I was working with a young woman recently who was so stressed out at work she quit responding to her customers.

Just stopped returning emails and texts. Days of silence. 

I felt horrible for her. To feel so overwhelmed that you can’t respond to your customers with a respectful response in which boundary lines are drawn and customers are reassured is a defeated place to find yourself. 

Too often this happens to nurses as well, but of course, we can’t stop responding to our patients or supervisors.

We can, however, be proactive. And here’s how. 

1. Set Clear Boundaries Between Work and Personal Life

Whether you work from home or go into the hospital or clinic, everyone needs boundaries drawn between their work and personal life. 

The first step is clarifying expectations on both sides. 

Your boss and your family should know exactly when you’re available to them and when you’re not. Call a household meeting or have a one-on-one with your boss if you have to ensure that everyone is on the same page. 

Part of clarifying boundaries is building good self-care habits and routines on either side of the boundary line.

When you’re working a twelve-hour shift, be sure the boundary doesn’t slip by arriving and leaving on time and ensuring restful sleep before and after the shift.  (See point #2 below for honoring self commitments). 

While you’re marking boundaries between work and home, be sure to block out Do Not Disturb times for yourself. Even if it’s one hour per week, part of prioritizing yourself is scheduling time for yourself, the time you commit to honoring. 

The boundaries you set should benefit you. It is your life after all. 

2. Honor Commitments to Yourself and Your Family

If you’re like most nurses, keeping commitments to your family is easy enough. But when it comes to staying committed to yourself, it’s not easy. 

Commitments to yourself may include waking up earlier, walking daily, sticking up for yourself, eating better, or working fewer hours. 

These are commitments you’ve made to yourself and no one else is going to do them for you.

We often don’t see commitments to ourselves are the most important ones to keep.

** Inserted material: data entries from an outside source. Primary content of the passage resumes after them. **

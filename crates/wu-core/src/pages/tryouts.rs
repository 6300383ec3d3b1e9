//! Tryout list and tryout detail pages.

use wu_client::{Tryout, TryoutStatus};

use super::{empty_state, render_error, render_into};
use crate::boot::{BootContext, Module};
use crate::dom::escape_html;
use crate::error::BootError;

const LIST_ID: &str = "tryout-list";
const DETAIL_ID: &str = "tryout-detail";

/// Card markup for one tryout.
#[must_use]
pub fn tryout_card(t: &Tryout) -> String {
    let badge = match t.status {
        TryoutStatus::Open => "open",
        TryoutStatus::Closed => "closed",
        TryoutStatus::Other => "other",
    };
    let slots = t
        .slots
        .map(|n| format!(r#"<span class="slots">{n} slots</span>"#))
        .unwrap_or_default();
    let id = escape_html(&urlencoding::encode(&t.id));
    format!(
        r#"<article class="tryout-card" data-tryout-id="{}"><h3>{}</h3><p class="meta">{} · {}</p><span class="badge badge-{badge}">{}</span>{slots}<a href="/tryout.html?id={id}">Details</a></article>"#,
        escape_html(&t.id),
        escape_html(&t.org_name),
        escape_html(&t.city),
        escape_html(&t.date),
        t.status.label(),
    )
}

/// Every published tryout.
#[derive(Debug, Clone, Copy)]
pub struct TryoutList;

#[async_trait::async_trait]
impl Module for TryoutList {
    fn name(&self) -> &'static str {
        "tryout-list"
    }

    async fn init(&self, ctx: &mut BootContext) -> Result<(), BootError> {
        if ctx.document.get_element_by_id(LIST_ID).is_none() {
            return Ok(());
        }
        let api = ctx.api()?;
        match api.list_tryouts().await {
            Ok(tryouts) if tryouts.is_empty() => {
                render_into(&mut ctx.document, LIST_ID, &empty_state("No tryouts posted yet."));
            }
            Ok(tryouts) => {
                let html: String = tryouts.iter().map(tryout_card).collect();
                render_into(&mut ctx.document, LIST_ID, &html);
            }
            Err(e) => render_error(&mut ctx.document, LIST_ID, "tryouts", &e),
        }
        Ok(())
    }
}

/// A single tryout, by route parameter or `?id=`.
#[derive(Debug, Clone, Copy)]
pub struct TryoutDetail;

#[async_trait::async_trait]
impl Module for TryoutDetail {
    fn name(&self) -> &'static str {
        "tryout-detail"
    }

    async fn init(&self, ctx: &mut BootContext) -> Result<(), BootError> {
        if ctx.document.get_element_by_id(DETAIL_ID).is_none() {
            return Ok(());
        }
        let Some(id) = ctx.page.as_ref().and_then(|p| p.param.clone()) else {
            render_into(&mut ctx.document, DETAIL_ID, &empty_state("No tryout selected."));
            return Ok(());
        };
        let api = ctx.api()?;
        match api.get_tryout(&id).await {
            Ok(t) => {
                let html = format!(
                    r#"{}<section class="requirements"><h4>Requirements</h4><p>{}</p></section>"#,
                    tryout_card(&t),
                    escape_html(&t.requirements)
                );
                render_into(&mut ctx.document, DETAIL_ID, &html);
            }
            Err(e) => render_error(&mut ctx.document, DETAIL_ID, "this tryout", &e),
        }
        Ok(())
    }
}
//! In-memory storage backend.
//!
//! Stores all data in a `BTreeMap` behind a `RwLock`. Nothing survives the
//! process, which is exactly the lifetime of session-scoped storage.

use std::collections::BTreeMap;
use std::sync::Arc;
use tokio::sync::RwLock;

use crate::{StorageError, WebStorage};

/// An in-memory storage backend backed by a `BTreeMap`.
///
/// Clones share the same underlying map, so a clone handed to another
/// component observes every write.
///
/// # Examples
///
/// ```
/// # use wu_storage::{MemoryStorage, WebStorage};
/// # #[tokio::main]
/// # async fn main() {
/// let storage = MemoryStorage::new();
/// storage.set("wu:flag", "1").await.unwrap();
/// assert_eq!(storage.get("wu:flag").await.unwrap(), Some("1".to_owned()));
/// # }
/// ```
#[derive(Debug, Clone, Default)]
pub struct MemoryStorage {
    data: Arc<RwLock<BTreeMap<String, String>>>,
}

impl MemoryStorage {
    /// Create a new empty in-memory store.
    #[must_use]
    pub fn new() -> Self {
        Self::default()
    }
}

#[async_trait::async_trait]
impl WebStorage for MemoryStorage {
    async fn get(&self, key: &str) -> Result<Option<String>, StorageError> {
        let data = self.data.read().await;
        Ok(data.get(key).cloned())
    }

    async fn set(&self, key: &str, value: &str) -> Result<(), StorageError> {
        let mut data = self.data.write().await;
        data.insert(key.to_owned(), value.to_owned());
        Ok(())
    }

    async fn remove(&self, key: &str) -> Result<(), StorageError> {
        let mut data = self.data.write().await;
        data.remove(key);
        Ok(())
    }

    async fn keys(&self) -> Result<Vec<String>, StorageError> {
        let data = self.data.read().await;
        Ok(data.keys().cloned().collect())
    }
}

But we should.

You probably already know that it’s okay to put yourself first. So that’s not what is holding you back from honoring those commitments to yourself. 

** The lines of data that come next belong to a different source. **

//! `wu` CLI: operator tool for the WU marketplace client.
//!
//! Renders a page offline through the same boot pipeline the site runs
//! (partials, auth gating, controllers), inspects identity tokens, and
//! queries the backend API.

#![allow(clippy::print_stdout, clippy::print_stderr)]

use std::path::{Path, PathBuf};
use std::process::ExitCode;
use std::sync::Arc;

use anyhow::{Context, Result, bail};
use clap::{Parser, Subcommand};
use tracing_subscriber::EnvFilter;

use wu_client::{ApiClient, SessionProvider, StaticSession, UploadOptions};
use wu_core::{
    AuthState, Boot, BootContext, BootReport, ClientConfig, DirFragmentSource, Document,
    FragmentSource, HttpFragmentSource,
};
use wu_storage::{BrowserStorage, JsonFileStorage, MemoryStorage, WebStorage};

// ── ANSI color helpers ───────────────────────────────────────────────

const RESET: &str = "\x1b[0m";
const BOLD: &str = "\x1b[1m";
const DIM: &str = "\x1b[2m";
const RED: &str = "\x1b[31m";
const GREEN: &str = "\x1b[32m";
const YELLOW: &str = "\x1b[33m";
const CYAN: &str = "\x1b[36m";

// ── CLI structure ────────────────────────────────────────────────────

/// WU marketplace client tool.
#[derive(Parser)]
#[command(
    name = "wu",
    version,
    about = "WU CLI: render marketplace pages, inspect tokens, query the API",
    long_about = None,
    after_help = format!(
        "{DIM}Environment variables:{RESET}\n  \
         WU_API_BASE_URL          Backend API base URL\n  \
         WU_MEDIA_BASE_URL        Public media base URL\n  \
         WU_ID_TOKEN              Identity token of the acting user\n  \
         WU_STATE_FILE            JSON file used as persistent local storage\n  \
         WU_SESSION_TIMEOUT_SECS  Page guard session timeout (default 8)\n  \
         WU_LOG_LEVEL             Log filter when RUST_LOG is unset\n  \
         WU_LOG_JSON              Emit logs as JSON\n\n\
         {DIM}Examples:{RESET}\n  \
         wu render site/tryouts.html\n  \
         wu render site/profile.html --url '/w/kid-lightning'\n  \
         wu whoami\n  \
         wu state --state ~/.wu/state.json\n  \
         wu upload me.jpg --key avatars/me.jpg --avatar"
    ),
)]
struct Cli {
    /// Backend API base URL.
    #[arg(long, global = true, env = "WU_API_BASE_URL")]
    api: Option<String>,

    /// Public base URL for uploaded media.
    #[arg(long, global = true, env = "WU_MEDIA_BASE_URL")]
    media: Option<String>,

    /// Identity token of the acting user.
    #[arg(long, global = true, env = "WU_ID_TOKEN", hide_env_values = true)]
    token: Option<String>,

    /// JSON file used as persistent local storage across runs.
    #[arg(long, global = true, env = "WU_STATE_FILE")]
    state: Option<PathBuf>,

    #[command(subcommand)]
    command: Commands,
}

#[derive(Subcommand)]
enum Commands {
    /// Boot a page and print the resulting HTML.
    Render {
        /// HTML file to render.
        file: PathBuf,
        /// URL the page is served at (defaults to `/<file name>`).
        #[arg(long)]
        url: Option<String>,
        /// Directory partials are read from (defaults to the file's directory).
        #[arg(long, conflicts_with = "origin")]
        root: Option<PathBuf>,
        /// Fetch partials over HTTP instead, resolving include URLs against this base URL.
        #[arg(long)]
        origin: Option<String>,
    },
    /// Decode the identity token and show the resulting auth state.
    Whoami,
    /// Show the entries kept in the local state file.
    State,
    /// List tryouts.
    Tryouts {
        /// Only the signed-in promoter's tryouts.
        #[arg(long)]
        mine: bool,
    },
    /// Show one tryout.
    Tryout {
        /// Tryout id.
        id: String,
    },
    /// List public wrestler profiles.
    Talent,
    /// Show a wrestler's public profile.
    Wrestler {
        /// Profile handle.
        handle: String,
    },
    /// List applications to a tryout.
    Applications {
        /// Tryout id.
        tryout_id: String,
    },
    /// Upload a file through a presigned URL.
    Upload {
        /// File to upload.
        file: PathBuf,
        /// Object key to store it under.
        #[arg(long)]
        key: String,
        /// Content type (guessed from the extension when omitted).
        #[arg(long)]
        content_type: Option<String>,
        /// Upload as a profile photo (server-side encryption).
        #[arg(long)]
        avatar: bool,
    },
}

// ── Pretty output helpers ────────────────────────────────────────────

fn header(title: &str) {
    println!("{BOLD}{CYAN}{title}{RESET}");
    println!("{DIM}─────────────────────────────────────────{RESET}");
}

fn kv_line(key: &str, value: &str) {
    println!("  {DIM}{key:<14}{RESET} {value}");
}

fn success(msg: &str) {
    println!("{GREEN}{BOLD}✓{RESET} {msg}");
}

// ── Entry point ──────────────────────────────────────────────────────

#[tokio::main]
async fn main() -> ExitCode {
    let cli = Cli::parse();

    let mut config = ClientConfig::from_env();
    if let Some(api) = cli.api.clone() {
        config.api_base_url = api;
    }
    if let Some(media) = cli.media.clone() {
        config.media_base_url = Some(media);
    }
    init_logging(&config.log_level);

    match run(cli, config).await {
        Ok(()) => ExitCode::SUCCESS,
        Err(e) => {
            eprintln!("{RED}{BOLD}✗ Error:{RESET} {e:#}");
            ExitCode::FAILURE
        }
    }
}

fn init_logging(level: &str) {
    let filter = EnvFilter::try_from_default_env().unwrap_or_else(|_| EnvFilter::new(level));
    let builder = tracing_subscriber::fmt()
        .with_env_filter(filter)
        .with_writer(std::io::stderr);
    if std::env::var_os("WU_LOG_JSON").is_some() {
        builder.json().init();
    } else {
        builder.init();
    }
}

async fn run(cli: Cli, config: ClientConfig) -> Result<()> {
    let session: Arc<dyn SessionProvider> = Arc::new(StaticSession::from_id_token(cli.token));

    match cli.command {
        Commands::Render {
            file,
            url,
            root,
            origin,
        } => {
            let local = local_storage(cli.state.as_deref()).await?;
            let fragments: Arc<dyn FragmentSource> = match origin {
                Some(origin) => Arc::new(
                    HttpFragmentSource::new(&origin)
                        .with_context(|| format!("invalid --origin {origin}"))?,
                ),
                None => {
                    let root = root
                        .or_else(|| file.parent().map(Path::to_path_buf))
                        .unwrap_or_default();
                    Arc::new(DirFragmentSource::new(root))
                }
            };
            cmd_render(&file, url, config, session, local, fragments).await
        }
        Commands::Whoami => cmd_whoami(session).await,
        Commands::State => {
            let Some(path) = cli.state.as_deref() else {
                bail!("no state file: pass --state or set WU_STATE_FILE");
            };
            let local = local_storage(Some(path)).await?;
            cmd_state(local.as_ref()).await
        }
        command => {
            let api = ApiClient::new(config.api_config(), session)
                .context("failed to build API client")?;
            cmd_api(&api, command).await
        }
    }
}

async fn local_storage(state: Option<&Path>) -> Result<Arc<dyn WebStorage>> {
    Ok(match state {
        Some(path) => Arc::new(
            JsonFileStorage::open(path)
                .await
                .with_context(|| format!("failed to open state file {}", path.display()))?,
        ),
        None => Arc::new(MemoryStorage::new()),
    })
}

// ── Commands ─────────────────────────────────────────────────────────

async fn cmd_render(
    file: &Path,
    url: Option<String>,
    config: ClientConfig,
    session: Arc<dyn SessionProvider>,
    local: Arc<dyn WebStorage>,
    fragments: Arc<dyn FragmentSource>,
) -> Result<()> {
    let html = tokio::fs::read_to_string(file)
        .await
        .with_context(|| format!("failed to read {}", file.display()))?;
    let url = url.unwrap_or_else(|| {
        let name = file.file_name().map(|n| n.to_string_lossy()).unwrap_or_default();
        format!("/{name}")
    });

    let storage = BrowserStorage::new(Arc::new(MemoryStorage::new()), local);
    let mut ctx = BootContext::new(Document::parse(&html), &url, config, storage, session, fragments);
    let report = Boot::default().run(&mut ctx).await;

    println!("{}", ctx.document.to_html());
    print_report(&report, &mut ctx);
    Ok(())
}

/// Boot summary on stderr, keeping stdout clean HTML.
fn print_report(report: &BootReport, ctx: &mut BootContext) {
    let page = report.page.as_ref().map_or("-".to_owned(), ToString::to_string);
    eprintln!("{DIM}page:{RESET} {page}");
    eprintln!("{DIM}loaded:{RESET} {}", report.loaded.join(", "));
    for (name, reason) in &report.failed {
        eprintln!("{YELLOW}failed:{RESET} {name}: {reason}");
    }
    if let Some(partials) = ctx.partials.filter(|p| p.exhausted) {
        eprintln!("{YELLOW}partials:{RESET} gave up after {} passes", partials.passes);
    }
    if let Some(to) = &report.navigation {
        eprintln!("{YELLOW}navigates to:{RESET} {to}");
    }
    for script in ctx.document.take_pending_scripts() {
        let what = script.src().map_or_else(|| "inline".to_owned(), str::to_owned);
        eprintln!("{DIM}script:{RESET} {what}");
    }
}

async fn cmd_whoami(session: Arc<dyn SessionProvider>) -> Result<()> {
    let state: AuthState = wu_core::AuthResolver::new(session).get_auth_state().await;

    header("Identity");
    if !state.signed_in() {
        kv_line("Signed in", "no");
        return Ok(());
    }
    kv_line("Signed in", "yes");
    kv_line("Subject", state.subject_id().unwrap_or("-"));
    kv_line("Name", state.display_name().unwrap_or("-"));
    let groups: Vec<&str> = state.groups().iter().map(String::as_str).collect();
    kv_line("Groups", &groups.join(", "));
    let roles: Vec<&str> = state.roles().iter().map(|r| r.as_str()).collect();
    kv_line("Roles", &roles.join(", "));
    Ok(())
}

async fn cmd_state(local: &dyn WebStorage) -> Result<()> {
    header("Local state");
    let keys = local.keys().await.context("failed to list state entries")?;
    if keys.is_empty() {
        println!("  {DIM}empty{RESET}");
    }
    for key in keys {
        let value = local.get(&key).await?.unwrap_or_default();
        println!("  {BOLD}{key}{RESET}  {value}");
    }
    Ok(())
}

async fn cmd_api(api: &ApiClient, command: Commands) -> Result<()> {
    match command {
        Commands::Tryouts { mine } => {
            let tryouts = if mine {
                api.my_tryouts().await?
            } else {
                api.list_tryouts().await?
            };
            header("Tryouts");
            if tryouts.is_empty() {
                println!("  {DIM}none{RESET}");
            }
            for t in tryouts {
                let slots = t.slots.map(|n| format!(" ({n} slots)")).unwrap_or_default();
                println!(
                    "  {BOLD}{}{RESET}  {} · {} · {}  [{}]{slots}",
                    t.id,
                    t.org_name,
                    t.city,
                    t.date,
                    t.status.label()
                );
            }
        }
        Commands::Tryout { id } => {
            let t = api.get_tryout(&id).await?;
            header(&format!("Tryout {}", t.id));
            kv_line("Promotion", &t.org_name);
            kv_line("City", &t.city);
            kv_line("Date", &t.date);
            kv_line("Status", t.status.label());
            kv_line("Requirements", &t.requirements);
        }
        Commands::Talent => {
            let wrestlers = api.list_wrestlers().await?;
            header("Talent");
            for w in wrestlers {
                println!(
                    "  {BOLD}{}{RESET}  {}  {DIM}{}{RESET}",
                    w.stage_name,
                    w.location(),
                    w.slug().unwrap_or("-")
                );
            }
        }
        Commands::Wrestler { handle } => {
            let w = api.get_wrestler(&handle).await?;
            header(&w.stage_name);
            kv_line("Handle", w.slug().unwrap_or("-"));
            kv_line("Location", &w.location());
            kv_line("Gimmicks", &w.gimmicks.join(", "));
            kv_line("Bio", &w.bio);
            if let Some(url) = w.photo_key.as_deref().and_then(|k| api.media_url(k)) {
                kv_line("Photo", &url);
            }
        }
        Commands::Applications { tryout_id } => {
            let apps = api.list_applications(&tryout_id).await?;
            header(&format!("Applications to {tryout_id}"));
            for a in apps {
                let who = a
                    .applicant
                    .as_ref()
                    .map_or("Unnamed applicant", |p| p.stage_name.as_str());
                println!("  {BOLD}{who}{RESET}  {DIM}{}{RESET}", a.timestamp);
                if !a.notes.is_empty() {
                    println!("    {}", a.notes);
                }
                if let Some(reel) = &a.reel_link {
                    println!("    {reel}");
                }
            }
        }
        Commands::Upload {
            file,
            key,
            content_type,
            avatar,
        } => {
            let bytes = tokio::fs::read(&file)
                .await
                .with_context(|| format!("failed to read {}", file.display()))?;
            let content_type = content_type.unwrap_or_else(|| guess_content_type(&file).to_owned());
            let options = if avatar {
                UploadOptions::avatar()
            } else {
                UploadOptions::default()
            };
            let stored = api.upload(&key, &content_type, bytes, options).await?;
            success(&format!("uploaded {} as {stored}", file.display()));
        }
        Commands::Render { .. } | Commands::Whoami | Commands::State => bail!("not an API command"),
    }
    Ok(())
}

fn guess_content_type(path: &Path) -> &'static str {
    let ext = path
        .extension()
        .map(|e| e.to_string_lossy().to_ascii_lowercase())
        .unwrap_or_default();
    match ext.as_str() {
        "jpg" | "jpeg" => "image/jpeg",
        "png" => "image/png",
        "webp" => "image/webp",
        "gif" => "image/gif",
        "mp4" => "video/mp4",
        "pdf" => "application/pdf",
        _ => "application/octet-stream",
    }
}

Therefore, it’s worth taking the time to reflect on why you aren’t always able to keep those commitments you make to yourself.

Do you have self-beliefs that are limiting you? Like believing you’re not worthy enough or thinking there’s always someone more important than you to take care of?

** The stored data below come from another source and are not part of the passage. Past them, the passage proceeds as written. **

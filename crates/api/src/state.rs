use std::sync::Arc;

use couch_gateway_core::store::DocumentStore;

use crate::config::AppConfig;

/// Shared application state, passed to all handlers via Axum's `State` extractor.
/// Wrapped in `Arc` so cloning is cheap.
#[derive(Clone)]
pub struct AppState {
    inner: Arc<InnerState>,
}

struct InnerState {
    store: Arc<dyn DocumentStore>,
    config: AppConfig,
}

impl AppState {
    pub fn new(store: Arc<dyn DocumentStore>, config: AppConfig) -> Self {
        Self {
            inner: Arc::new(InnerState { store, config }),
        }
    }

    pub fn store(&self) -> &dyn DocumentStore {
        self.inner.store.as_ref()
    }

    pub fn config(&self) -> &AppConfig {
        &self.inner.config
    }
}
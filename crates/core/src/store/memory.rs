//! In-process store with CouchDB revision semantics, for tests.

use std::collections::{BTreeMap, HashMap};
use std::sync::{Mutex, MutexGuard, PoisonError};

use async_trait::async_trait;
use bytes::Bytes;
use futures::StreamExt;
use serde_json::{json, Value};

use super::{
    AttachmentStream, DatabaseStatus, DocumentStore, NewAttachment, StoreError, StoreResult,
};
use crate::document::id::DocumentIdKind;
use crate::document::model::{revision, ATTACHMENTS_FIELD, ID_FIELD, REV_FIELD};
use crate::document::Document;

#[derive(Debug, Clone)]
struct StoredAttachment {
    content_type: String,
    data: Bytes,
}

#[derive(Debug, Clone)]
struct Entry {
    rev: String,
    seq: u64,
    deleted: bool,
    body: Document,
    attachments: BTreeMap<String, StoredAttachment>,
}

impl Entry {
    fn generation(&self) -> u64 {
        self.rev
            .split_once('-')
            .and_then(|(generation, _)| generation.parse().ok())
            .unwrap_or(0)
    }

    fn to_document(&self, id: &str) -> Document {
        let mut doc = Document::new();
        doc.insert(ID_FIELD.to_string(), Value::String(id.to_string()));
        doc.insert(REV_FIELD.to_string(), Value::String(self.rev.clone()));
        for (key, value) in &self.body {
            doc.insert(key.clone(), value.clone());
        }
        if !self.attachments.is_empty() {
            let stubs = self
                .attachments
                .iter()
                .map(|(name, attachment)| {
                    (
                        name.clone(),
                        json!({
                            "content_type": attachment.content_type,
                            "length": attachment.data.len(),
                            "stub": true,
                        }),
                    )
                })
                .collect::<serde_json::Map<_, _>>();
            doc.insert(ATTACHMENTS_FIELD.to_string(), Value::Object(stubs));
        }
        doc
    }
}

#[derive(Debug, Default)]
struct Inner {
    exists: bool,
    seq: u64,
    docs: BTreeMap<String, Entry>,
    calls: HashMap<&'static str, usize>,
}

impl Inner {
    fn record(&mut self, operation: &'static str) {
        *self.calls.entry(operation).or_default() += 1;
    }

    fn next_rev(&mut self, generation: u64) -> (String, u64) {
        self.seq += 1;
        let rev = format!("{}-{}", generation + 1, uuid::Uuid::new_v4().simple());
        (rev, self.seq)
    }

    fn live(&self, id: &str) -> StoreResult<&Entry> {
        match self.docs.get(id) {
            Some(entry) if !entry.deleted => Ok(entry),
            Some(_) => Err(StoreError::NotFound("deleted".to_string())),
            None => Err(StoreError::NotFound("missing".to_string())),
        }
    }

    /// Ids CouchDB refuses to write.
    fn check_id(id: &str) -> StoreResult<()> {
        let reason = if id.is_empty() {
            "Document id must not be empty"
        } else if DocumentIdKind::parse(id).is_reserved() {
            "Only reserved document ids may start with underscore."
        } else {
            return Ok(());
        };
        Err(StoreError::Upstream {
            status: 400,
            error: "bad_request".to_string(),
            reason: reason.to_string(),
        })
    }

    /// Reject writes whose `rev` is not the current leaf.
    fn check_rev(&self, id: &str, rev: Option<&str>) -> StoreResult<()> {
        let current = self
            .docs
            .get(id)
            .filter(|entry| !entry.deleted)
            .map(|entry| entry.rev.as_str());
        if current == rev {
            Ok(())
        } else {
            Err(StoreError::Conflict("Document update conflict.".to_string()))
        }
    }
}

/// A `DocumentStore` kept in memory.
///
/// Starts with the database already created; see [`MemoryStore::without_database`].
#[derive(Debug)]
pub struct MemoryStore {
    inner: Mutex<Inner>,
}

impl Default for MemoryStore {
    fn default() -> Self {
        Self::new()
    }
}

impl MemoryStore {
    pub fn new() -> Self {
        Self {
            inner: Mutex::new(Inner {
                exists: true,
                ..Inner::default()
            }),
        }
    }

    pub fn without_database() -> Self {
        Self {
            inner: Mutex::new(Inner::default()),
        }
    }

    fn lock(&self) -> MutexGuard<'_, Inner> {
        self.inner.lock().unwrap_or_else(PoisonError::into_inner)
    }

    /// How many times `operation` (a `DocumentStore` method name) was called.
    pub fn calls(&self, operation: &str) -> usize {
        self.lock().calls.get(operation).copied().unwrap_or(0)
    }

    /// Total calls across all operations.
    pub fn total_calls(&self) -> usize {
        self.lock().calls.values().sum()
    }
}

/// Emulates a CouchDB filter function: every param must equal the document
/// field of the same name, compared in its query-string form.
fn matches_params(body: &Document, params: &[(&str, String)]) -> bool {
    params.iter().all(|(key, expected)| match body.get(*key) {
        Some(Value::String(actual)) => actual == expected,
        Some(Value::Number(actual)) => actual.to_string() == *expected,
        Some(Value::Bool(actual)) => actual.to_string() == *expected,
        _ => false,
    })
}

#[async_trait]
impl DocumentStore for MemoryStore {
    async fn ensure_database(&self) -> StoreResult<DatabaseStatus> {
        let mut inner = self.lock();
        inner.record("ensure_database");
        if inner.exists {
            Ok(DatabaseStatus::Existing)
        } else {
            inner.exists = true;
            Ok(DatabaseStatus::Created)
        }
    }

    async fn ping(&self) -> StoreResult<()> {
        self.lock().record("ping");
        Ok(())
    }

    async fn get_document(&self, id: &str) -> StoreResult<Document> {
        let mut inner = self.lock();
        inner.record("get_document");
        Ok(inner.live(id)?.to_document(id))
    }

    async fn put_document(&self, id: &str, doc: &Document) -> StoreResult<String> {
        let mut inner = self.lock();
        inner.record("put_document");
        Inner::check_id(id)?;
        inner.check_rev(id, revision(doc))?;

        let previous = inner.docs.get(id).cloned();
        let generation = previous.as_ref().map(Entry::generation).unwrap_or(0);
        // Writing without `_attachments` drops them, as CouchDB does.
        let attachments = match (&previous, doc.contains_key(ATTACHMENTS_FIELD)) {
            (Some(entry), true) if !entry.deleted => entry.attachments.clone(),
            _ => BTreeMap::new(),
        };
        let body = doc
            .iter()
            .filter(|(key, _)| !matches!(key.as_str(), ID_FIELD | REV_FIELD | ATTACHMENTS_FIELD))
            .map(|(key, value)| (key.clone(), value.clone()))
            .collect();

        let (rev, seq) = inner.next_rev(generation);
        inner.docs.insert(
            id.to_string(),
            Entry {
                rev: rev.clone(),
                seq,
                deleted: false,
                body,
                attachments,
            },
        );
        Ok(rev)
    }

    async fn delete_document(&self, id: &str, rev: &str) -> StoreResult<String> {
        let mut inner = self.lock();
        inner.record("delete_document");
        let generation = inner.live(id)?.generation();
        inner.check_rev(id, Some(rev))?;

        let (rev, seq) = inner.next_rev(generation);
        inner.docs.insert(
            id.to_string(),
            Entry {
                rev: rev.clone(),
                seq,
                deleted: true,
                body: Document::new(),
                attachments: BTreeMap::new(),
            },
        );
        Ok(rev)
    }

    async fn put_attachment(
        &self,
        doc_id: &str,
        rev: &str,
        attachment: NewAttachment,
    ) -> StoreResult<String> {
        let mut inner = self.lock();
        inner.record("put_attachment");
        let mut entry = inner.live(doc_id)?.clone();
        inner.check_rev(doc_id, Some(rev))?;

        let (rev, seq) = inner.next_rev(entry.generation());
        entry.rev = rev.clone();
        entry.seq = seq;
        entry.attachments.insert(
            attachment.filename,
            StoredAttachment {
                content_type: attachment.content_type,
                data: attachment.data,
            },
        );
        inner.docs.insert(doc_id.to_string(), entry);
        Ok(rev)
    }

    async fn get_attachment(&self, doc_id: &str, filename: &str) -> StoreResult<AttachmentStream> {
        let mut inner = self.lock();
        inner.record("get_attachment");
        let attachment = inner
            .live(doc_id)?
            .attachments
            .get(filename)
            .cloned()
            .ok_or_else(|| StoreError::NotFound("Document is missing attachment".to_string()))?;
        let data = attachment.data;
        Ok(AttachmentStream {
            content_type: attachment.content_type,
            content: futures::stream::once(async move { Ok(data) }).boxed(),
        })
    }

    async fn all_documents(&self) -> StoreResult<Value> {
        let mut inner = self.lock();
        inner.record("all_documents");
        let rows = inner
            .docs
            .iter()
            .filter(|(_, entry)| !entry.deleted)
            .map(|(id, entry)| {
                json!({
                    "id": id,
                    "key": id,
                    "value": { "rev": entry.rev },
                    "doc": entry.to_document(id),
                })
            })
            .collect::<Vec<_>>();
        Ok(json!({
            "total_rows": rows.len(),
            "offset": 0,
            "rows": rows,
        }))
    }

    async fn changes(&self, filter: &str, params: &[(&str, String)]) -> StoreResult<Value> {
        let mut inner = self.lock();
        inner.record("changes");
        if !filter.contains('/') {
            return Err(StoreError::Upstream {
                status: 400,
                error: "bad_request".to_string(),
                reason: "filter parameter must be of the form `designname/filtername`".to_string(),
            });
        }

        let mut entries = inner.docs.iter().collect::<Vec<_>>();
        entries.sort_by_key(|(_, entry)| entry.seq);
        let results = entries
            .into_iter()
            .filter(|(_, entry)| !entry.deleted && matches_params(&entry.body, params))
            .map(|(id, entry)| {
                json!({
                    "seq": entry.seq,
                    "id": id,
                    "changes": [{ "rev": entry.rev }],
                })
            })
            .collect::<Vec<_>>();
        Ok(json!({
            "results": results,
            "last_seq": inner.seq,
            "pending": 0,
        }))
    }
}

The reality of it is this: honoring your own desires and goals is the only way you’ll get where you want to be and become who want to be.

prioritize yourself

3. Engage in Activities You Enjoy That Are Not Nursing-Related

Remember that Do Not Disturb time you blocked out when drawing boundaries between work and personal life? Here’s where it fits. 

It doesn’t matter the activity as long as you enjoy it. 

Maybe it hiking or biking, maybe it’s shopping or thrifting, maybe it’s reading or movie watching. Doesn’t matter. Do it.

If your idea of relaxing is volunteering for the school board or taking a painting class. Do it.

As long as it is not related to nursing and you love it, then do it.

Making sure that your life is about more than your career ensures that your life–ultimately–is about YOU. 




Take time right now to set boundaries, identify and honor self commitments, and to enjoy activities that energize you.

Everyone’s life should be about themselves, not anyone else. That doesn’t mean we’re all selfish people, it means we have to put ourselves first or we’ll have nothing left to give to others.